2. Aux termes de l'article L. 425-10 du code de l'entrée et du séjour des étrangers et du droit d'asile : " Les parents étrangers de l'étranger mineur qui remplit les conditions prévues à l'article L. 425-9, ou l'étranger titulaire d'un jugement lui ayant conféré l'exercice de l'autorité parentale sur ce mineur, se voient délivrer, sous réserve qu'ils justifient résider habituellement en France avec lui et subvenir à son entretien et à son éducation, une autorisation provisoire de séjour d'une durée maximale de six mois. (...) / Elle est renouvelée pendant toute la durée de la prise en charge médicale de l'étranger mineur, sous réserve que les conditions prévues pour sa délivrance continuent d'être satisfaites. / Elle est délivrée par l'autorité administrative, après avis d'un collège de médecins du service médical de l'Office français de l'immigration et de l'intégration, dans les conditions prévues à l'article L. 425-9 ". Aux termes de l'article L. 425-9 du même code : " L'étranger, résidant habituellement en France, dont l'état de santé nécessite une prise en charge médicale dont le défaut pourrait avoir pour lui des conséquences d'une exceptionnelle gravité et qui, eu égard à l'offre de soins et aux caractéristiques du système de santé dans le pays dont il est originaire, ne pourrait pas y bénéficier effectivement d'un traitement approprié, se voit délivrer une carte de séjour temporaire portant la mention " vie privée et familiale " d'une durée d'un an. (...). La décision de délivrer cette carte de séjour est prise par l'autorité administrative après avis d'un collège de médecins du service médical de l'Office français de l'immigration et de l'intégration, dans des conditions définies par décret en Conseil d'Etat. ". Aux termes de l'article R. 425-11 du même code : " Pour l'application de l'article L. 425-9, le préfet délivre la carte de séjour temporaire portant la mention " vie privée et familiale " au vu d'un avis émis par un collège de médecins à compétence nationale de l'Office français de l'immigration et de l'intégration. L'avis est émis dans les conditions fixées par arrêté du ministre chargé de l'immigration et du ministre chargé de la santé au vu, d'une part, d'un rapport médical établi par un médecin de l'office et, d'autre part, des informations disponibles sur les possibilités de bénéficier effectivement d'un traitement approprié dans le pays d'origine de l'intéressé ".

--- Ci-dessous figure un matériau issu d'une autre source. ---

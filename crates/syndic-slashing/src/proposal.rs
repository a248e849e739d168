use serde::{Deserialize, Serialize};
use syndic_types::{AccountId, Digest, FaultReason, JobId, ProposalId, TokenAmount};

#[derive(Debug, Clone, Copy, PartialEq, Eq, Serialize, Deserialize)]
pub enum SlashLane {
    /// Instant, permissionless, backed by an invalid fault proof.
    Proof,
    /// Authorized proposal with an appeal window.
    Evidence,
}

#[derive(Debug, Clone, Copy, PartialEq, Eq, Serialize, Deserialize)]
pub enum ProposalStatus {
    Pending,
    Appealed,
    AppealUpheld,
    AppealRejected,
    Executed,
}

/// One slash in flight or settled. Amounts are snapshotted from the policy
/// at creation; `applied_*` record what the ledger actually debited, which
/// can be less when the stake was already drained. `job` carries the
/// committee context; a job-independent slash leaves it `None` and touches
/// no committee and no settlement.
#[derive(Debug, Clone, Serialize, Deserialize)]
pub struct SlashProposal {
    pub id: ProposalId,
    pub lane: SlashLane,
    pub accused: AccountId,
    pub proposer: AccountId,
    pub job: Option<JobId>,
    pub reason: FaultReason,
    pub ticket_amount: TokenAmount,
    pub license_amount: TokenAmount,
    pub ban: bool,
    pub affects_committee: bool,
    pub proof_digest: Option<Digest>,
    pub evidence_digest: Option<Digest>,
    pub appeal_digest: Option<Digest>,
    pub resolution_digest: Option<Digest>,
    pub status: ProposalStatus,
    pub created_at: i64,
    pub executable_at: i64,
    pub executed_at: Option<i64>,
    pub applied_ticket: TokenAmount,
    pub applied_license: TokenAmount,
}

impl SlashProposal {
    pub fn is_terminal(&self) -> bool {
        matches!(
            self.status,
            ProposalStatus::Executed | ProposalStatus::AppealUpheld
        )
    }
}
//! Job lifecycle and settlement.
//!
//! A job walks Requested, CommitteeFinalized, KeyPublished, Activated,
//! CiphertextReady, Complete; Failed absorbs from any non-terminal stage.
//! Every stage carries a deadline taken from the external clock passed by
//! callers. Settlement splits the escrowed payment by how far the job got,
//! routes accumulated slashed funds, and leaves pull-based claims for the
//! requester and the surviving committee members.

pub mod config;
pub mod error;
pub mod events;
pub mod job;
pub mod manager;
pub mod settlement;
pub mod verifier;

pub use config::{JobsConfig, WorkSchedule};
pub use error::{JobError, Result};
pub use events::{JobEvent, JobEventKind};
pub use job::{Job, JobStage};
pub use manager::{JobManager, JobStats};
pub use settlement::{NodeShare, Settlement};
pub use verifier::{DecryptionVerifier, JobVerifiers, ProgramVerifier};
use crate::committee::{
    Committee, CommitteeMember, CommitteeStage, CommitteeViability, FinalizeOutcome, MemberStatus,
    TicketSubmission,
};
use crate::config::RegistryConfig;
use crate::error::{RegistryError, Result};
use crate::events::{RegistryEvent, RegistryEventKind};
use crate::sortition;
use crate::tree::MembershipTree;
use async_trait::async_trait;
use serde::{Deserialize, Serialize};
use std::collections::HashMap;
use std::sync::Arc;
use syndic_stake::{MembershipHook, StakeLedger};
use syndic_types::{AccountId, Digest, JobId, MembershipProof, Threshold, TokenAmount};
use tokio::sync::RwLock;
use tracing::{debug, info, warn};

/// Read-only view of the stake ledger used for sortition eligibility.
#[async_trait]
pub trait StakeView: Send + Sync {
    /// Active operators with their current ticket balances.
    async fn active_ticket_balances(&self) -> anyhow::Result<Vec<(AccountId, TokenAmount)>>;
}

#[async_trait]
impl StakeView for StakeLedger {
    async fn active_ticket_balances(&self) -> anyhow::Result<Vec<(AccountId, TokenAmount)>> {
        Ok(self.active_operators().await?)
    }
}

#[derive(Debug, Clone, Default, Serialize, Deserialize)]
pub struct RegistryStats {
    pub members: usize,
    pub leaf_slots: usize,
    pub committees: usize,
    pub finalized: usize,
    pub failed: usize,
}

/// Membership tree plus per-job committees. Ticket balances are snapshotted
/// from the stake ledger when a round opens; the member set never updates
/// after finalization except through expulsion.
pub struct MembershipRegistry {
    stake: Arc<dyn StakeView>,
    config: RegistryConfig,
    tree: RwLock<MembershipTree>,
    committees: RwLock<HashMap<JobId, Committee>>,
    events: RwLock<Vec<RegistryEvent>>,
}

impl MembershipRegistry {
    pub fn new(stake: Arc<dyn StakeView>, config: RegistryConfig) -> Self {
        Self {
            stake,
            config,
            tree: RwLock::new(MembershipTree::new()),
            committees: RwLock::new(HashMap::new()),
            events: RwLock::new(Vec::new()),
        }
    }

    pub fn config(&self) -> &RegistryConfig {
        &self.config
    }

    /// Insert an operator into the membership tree.
    pub async fn add_member(&self, operator: AccountId) -> Result<u64> {
        let mut tree = self.tree.write().await;
        let leaf_index = tree.insert(operator)?;
        let root = tree.root();
        drop(tree);

        info!(
            operator = %operator,
            leaf_index = leaf_index,
            root = %root,
            "🌳 Member added to tree"
        );
        self.record(operator, RegistryEventKind::MemberAdded { leaf_index, root })
            .await;
        Ok(leaf_index)
    }

    /// Remove an operator, verifying the sibling path against the current
    /// root before zeroing the leaf.
    pub async fn remove_member(&self, operator: AccountId, proof: &MembershipProof) -> Result<()> {
        let mut tree = self.tree.write().await;
        tree.remove(operator, proof)?;
        let root = tree.root();
        drop(tree);

        info!(operator = %operator, root = %root, "🍂 Member removed from tree");
        self.record(operator, RegistryEventKind::MemberRemoved { root })
            .await;
        Ok(())
    }

    pub async fn is_member(&self, operator: &AccountId) -> bool {
        self.tree.read().await.contains(operator)
    }

    pub async fn member_count(&self) -> usize {
        self.tree.read().await.len()
    }

    pub async fn merkle_root(&self) -> Digest {
        self.tree.read().await.root()
    }

    pub async fn membership_proof(&self, operator: &AccountId) -> Result<MembershipProof> {
        self.tree.read().await.proof_of(operator)
    }

    /// Open a sortition round for a job, freezing each active operator's
    /// ticket balance as the round's eligibility snapshot. Submissions are
    /// accepted strictly before the deadline; `None` applies the configured
    /// default window.
    pub async fn open_committee(
        &self,
        job: JobId,
        seed: Digest,
        threshold: Threshold,
        deadline: Option<i64>,
        now: i64,
    ) -> Result<()> {
        if !threshold.is_valid() || threshold.n > self.config.max_committee_size {
            return Err(RegistryError::InvalidThreshold {
                m: threshold.m,
                n: threshold.n,
            });
        }
        let deadline = deadline.unwrap_or(now + self.config.submission_window_secs);

        let mut committees = self.committees.write().await;
        if committees.contains_key(&job) {
            return Err(RegistryError::CommitteeExists);
        }
        let eligibility = self
            .stake
            .active_ticket_balances()
            .await
            .map_err(|e| RegistryError::StakeUnavailable(e.to_string()))?;
        let eligible = eligibility.len();
        committees.insert(job, Committee::new(job, seed, threshold, deadline, eligibility));
        drop(committees);

        info!(
            job = %job,
            threshold = %threshold,
            deadline = deadline,
            eligible = eligible,
            "📋 Committee opened for sortition"
        );
        self.record(
            AccountId::zero(),
            RegistryEventKind::CommitteeOpened {
                job,
                threshold,
                deadline,
            },
        )
        .await;
        Ok(())
    }

    /// Submit a sortition ticket. Tickets are zero-indexed against the
    /// balance frozen when the round opened; the score binds the ticket to
    /// the job seed.
    pub async fn submit_ticket(
        &self,
        operator: AccountId,
        job: JobId,
        ticket_number: u64,
        now: i64,
    ) -> Result<Digest> {
        let mut committees = self.committees.write().await;
        let committee = committees
            .get_mut(&job)
            .ok_or(RegistryError::CommitteeNotFound)?;
        if committee.stage != CommitteeStage::Requested {
            return Err(RegistryError::CommitteeClosed);
        }
        if now >= committee.submission_deadline {
            return Err(RegistryError::SubmissionWindowClosed {
                deadline: committee.submission_deadline,
                now,
            });
        }
        if !self.tree.read().await.contains(&operator) {
            return Err(RegistryError::NotEligible);
        }
        if committee.has_submitted(&operator) {
            return Err(RegistryError::AlreadySubmitted);
        }

        let balance = committee
            .eligible_balance(&operator)
            .map(|b| b.to_units())
            .ok_or(RegistryError::NotEligible)?;
        if ticket_number >= balance {
            return Err(RegistryError::TicketOutOfRange {
                ticket: ticket_number,
                balance,
            });
        }

        let score = sortition::ticket_score(&committee.seed, &operator, ticket_number);
        committee.submissions.push(TicketSubmission {
            operator,
            ticket_number,
            score,
        });
        drop(committees);

        debug!(
            operator = %operator,
            job = %job,
            ticket = ticket_number,
            score = %score,
            "🎟️ Sortition ticket submitted"
        );
        self.record(
            operator,
            RegistryEventKind::TicketSubmitted {
                job,
                ticket_number,
                score,
            },
        )
        .await;
        Ok(score)
    }

    /// Close sortition once the window has elapsed. The top scores fill up
    /// to `n` seats; at least `m` submissions must have arrived, otherwise
    /// the committee commits to `Failed` and the shortfall is reported in
    /// the outcome, not as an error.
    pub async fn finalize_committee(&self, job: JobId, now: i64) -> Result<FinalizeOutcome> {
        let mut committees = self.committees.write().await;
        let committee = committees
            .get_mut(&job)
            .ok_or(RegistryError::CommitteeNotFound)?;
        if committee.stage != CommitteeStage::Requested {
            return Err(RegistryError::CommitteeClosed);
        }
        if now < committee.submission_deadline {
            return Err(RegistryError::SubmissionWindowOpen {
                deadline: committee.submission_deadline,
                now,
            });
        }

        let quorum = committee.threshold.m;
        let seats = committee.threshold.n;
        let submitted = committee.submissions.len();
        if submitted < quorum as usize {
            committee.stage = CommitteeStage::Failed;
            drop(committees);

            warn!(
                job = %job,
                submitted = submitted,
                required = quorum,
                "⚠️ Sortition quorum not reached"
            );
            self.record(
                AccountId::zero(),
                RegistryEventKind::CommitteeFailed {
                    job,
                    submitted,
                    required: quorum,
                },
            )
            .await;
            return Ok(FinalizeOutcome::QuorumNotReached {
                submitted,
                required: quorum,
            });
        }

        let selected = sortition::select_top(&committee.submissions, seats as usize);
        committee.members = selected
            .iter()
            .map(|s| CommitteeMember {
                operator: s.operator,
                ticket_number: s.ticket_number,
                score: s.score,
                status: MemberStatus::Active,
            })
            .collect();
        committee.stage = CommitteeStage::Finalized;
        let members: Vec<AccountId> = committee.members.iter().map(|m| m.operator).collect();
        drop(committees);

        info!(
            job = %job,
            members = members.len(),
            "🏛️ Committee finalized"
        );
        self.record(
            AccountId::zero(),
            RegistryEventKind::CommitteeFinalized {
                job,
                members: members.clone(),
            },
        )
        .await;
        Ok(FinalizeOutcome::Finalized { members })
    }

    /// Publish the committee public key. Only an active member of the
    /// finalized committee may publish, and only once.
    pub async fn publish_committee_key(
        &self,
        publisher: AccountId,
        job: JobId,
        key: Vec<u8>,
    ) -> Result<()> {
        if key.is_empty() {
            return Err(RegistryError::InvalidPublicKey);
        }

        let mut committees = self.committees.write().await;
        let committee = committees
            .get_mut(&job)
            .ok_or(RegistryError::CommitteeNotFound)?;
        if committee.stage != CommitteeStage::Finalized {
            return Err(RegistryError::CommitteeNotFinalized);
        }
        if !committee.is_active_member(&publisher) {
            return Err(RegistryError::NotCommitteeMember);
        }
        if committee.public_key.is_some() {
            return Err(RegistryError::KeyAlreadyPublished);
        }
        committee.public_key = Some(key);
        drop(committees);

        info!(job = %job, publisher = %publisher, "🔑 Committee public key published");
        self.record(publisher, RegistryEventKind::KeyPublished { job })
            .await;
        Ok(())
    }

    /// Mark a committee member expelled and report the surviving head count
    /// against the threshold. Expelling an already expelled member is a
    /// no-op returning the unchanged viability.
    pub async fn expel(&self, job: JobId, operator: AccountId) -> Result<CommitteeViability> {
        let mut committees = self.committees.write().await;
        let committee = committees
            .get_mut(&job)
            .ok_or(RegistryError::CommitteeNotFound)?;
        if committee.stage == CommitteeStage::Requested {
            return Err(RegistryError::CommitteeNotFinalized);
        }
        let member = committee
            .members
            .iter_mut()
            .find(|m| m.operator == operator)
            .ok_or(RegistryError::NotCommitteeMember)?;

        if member.status == MemberStatus::Expelled {
            let viability = committee.viability();
            debug!(job = %job, operator = %operator, "Member already expelled");
            return Ok(viability);
        }

        member.status = MemberStatus::Expelled;
        let viability = committee.viability();
        drop(committees);

        warn!(
            job = %job,
            operator = %operator,
            active = viability.active_count,
            threshold_m = viability.threshold_m,
            "⛔ Committee member expelled"
        );
        self.record(
            operator,
            RegistryEventKind::MemberExpelled {
                job,
                active_count: viability.active_count,
                threshold_m: viability.threshold_m,
            },
        )
        .await;
        Ok(viability)
    }

    pub async fn committee(&self, job: JobId) -> Option<Committee> {
        self.committees.read().await.get(&job).cloned()
    }

    pub async fn committee_viability(&self, job: JobId) -> Result<CommitteeViability> {
        let committees = self.committees.read().await;
        let committee = committees.get(&job).ok_or(RegistryError::CommitteeNotFound)?;
        Ok(committee.viability())
    }

    /// Active members of a finalized committee. Empty when the committee is
    /// missing or not finalized.
    pub async fn active_committee_nodes(&self, job: JobId) -> Vec<AccountId> {
        let committees = self.committees.read().await;
        match committees.get(&job) {
            Some(c) if c.stage == CommitteeStage::Finalized => c.active_members(),
            _ => Vec::new(),
        }
    }

    pub async fn is_active_committee_member(&self, job: JobId, operator: &AccountId) -> bool {
        let committees = self.committees.read().await;
        matches!(
            committees.get(&job),
            Some(c) if c.stage == CommitteeStage::Finalized && c.is_active_member(operator)
        )
    }

    /// Ever selected into the job's committee, expelled or not.
    pub async fn is_committee_member(&self, job: JobId, operator: &AccountId) -> bool {
        let committees = self.committees.read().await;
        matches!(
            committees.get(&job),
            Some(c) if c.member(operator).is_some()
        )
    }

    pub async fn committee_public_key(&self, job: JobId) -> Option<Vec<u8>> {
        let committees = self.committees.read().await;
        committees.get(&job).and_then(|c| c.public_key.clone())
    }

    pub async fn stats(&self) -> RegistryStats {
        // Drop the tree guard before touching committees; submit_ticket
        // nests the two locks in the opposite order.
        let (members, leaf_slots) = {
            let tree = self.tree.read().await;
            (tree.len(), tree.leaf_count())
        };
        let committees = self.committees.read().await;
        RegistryStats {
            members,
            leaf_slots,
            committees: committees.len(),
            finalized: committees
                .values()
                .filter(|c| c.stage == CommitteeStage::Finalized)
                .count(),
            failed: committees
                .values()
                .filter(|c| c.stage == CommitteeStage::Failed)
                .count(),
        }
    }

    pub async fn events(&self) -> Vec<RegistryEvent> {
        self.events.read().await.clone()
    }

    async fn record(&self, operator: AccountId, kind: RegistryEventKind) {
        let mut events = self.events.write().await;
        events.push(RegistryEvent::new(operator, kind));
    }
}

3. Il ressort des pièces du dossier, et notamment de l'avis du 21 février 2022 du collège des médecins de l'Office français de l'immigration et de l'intégration (OFII) produit pour la première fois en appel par la préfète de l'Oise, qu'il a été rendu après une délibération collégiale des docteurs Sébille, Nétillard et Horrach à laquelle n'a pas pris part le Dr D..., auteur du rapport médical relatif à l'état de santé de la fille de M. A... C.... Il en résulte que la procédure médicale n'est pas viciée, contrairement à ce qu'ont estimé les premiers juges.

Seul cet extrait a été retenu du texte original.